- Work to complete:
Type out the entries below again, character for character.

Source data
◆ ◆ ◆

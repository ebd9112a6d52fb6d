//! # Hierarchical Derivation
//!
//! Hardened child keys derived from a parent private key and a chain code.
//!
//! ```text
//! ┌─────────────────────────────────────────────────────────────────────────┐
//! │                       HARDENED DERIVATION                               │
//! ├─────────────────────────────────────────────────────────────────────────┤
//! │                                                                         │
//! │  index (u64)  ──► little-endian(8) ──┐                                  │
//! │  "segment"    ──► (len<<2) ‖ utf8  ──┼──► normalize ──► chain code(32)  │
//! │  raw bytes    ───────────────────────┘                                  │
//! │                                                                         │
//! │            normalize:  < 32  zero-pad on the right                      │
//! │                        = 32  unchanged                                  │
//! │                        > 32  BLAKE2b-256                                │
//! │                                                                         │
//! │  child seed = BLAKE2b-256( ",Ed25519HDKD" ‖ parent seed ‖ chain code )  │
//! │                                                                         │
//! │  root ──[0]──► child ──[1]──► grandchild ──[2]──► ...                   │
//! │                                                                         │
//! └─────────────────────────────────────────────────────────────────────────┘
//! ```
//!
//! Derivation is deterministic. Walking a path one step at a time gives the
//! same key as [`derive_hardened_path`] over the whole path.

mod chaincode;
mod hardened;

pub use chaincode::{ChainCode, CHAIN_CODE_SIZE};
pub use hardened::{derive_hardened_key, derive_hardened_path};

◆ ◆ ◆

- Answer for the task:
repository ebd9112a6d52fb6d
//! # Hierarchical Derivation
//!
//! Hardened child keys derived from a parent private key and a chain code.
//!
//! ```text
//! ┌─────────────────────────────────────────────────────────────────────────┐
//! │                       HARDENED DERIVATION                               │
//! ├─────────────────────────────────────────────────────────────────────────┤
//! │                                                                         │
//! │  index (u64)  ──► little-endian(8) ──┐                                  │
//! │  "segment"    ──► (len<<2) ‖ utf8  ──┼──► normalize ──► chain code(32)  │
//! │  raw bytes    ───────────────────────┘                                  │
//! │                                                                         │
//! │            normalize:  < 32  zero-pad on the right                      │
//! │                        = 32  unchanged                                  │
//! │                        > 32  BLAKE2b-256                                │
//! │                                                                         │
//! │  child seed = BLAKE2b-256( ",Ed25519HDKD" ‖ parent seed ‖ chain code )  │
//! │                                                                         │
//! │  root ──[0]──► child ──[1]──► grandchild ──[2]──► ...                   │
//! │                                                                         │
//! └─────────────────────────────────────────────────────────────────────────┘
//! ```
//!
//! Derivation is deterministic. Walking a path one step at a time gives the
//! same key as [`derive_hardened_path`] over the whole path.

mod chaincode;
mod hardened;

pub use chaincode::{ChainCode, CHAIN_CODE_SIZE};
pub use hardened::{derive_hardened_key, derive_hardened_path};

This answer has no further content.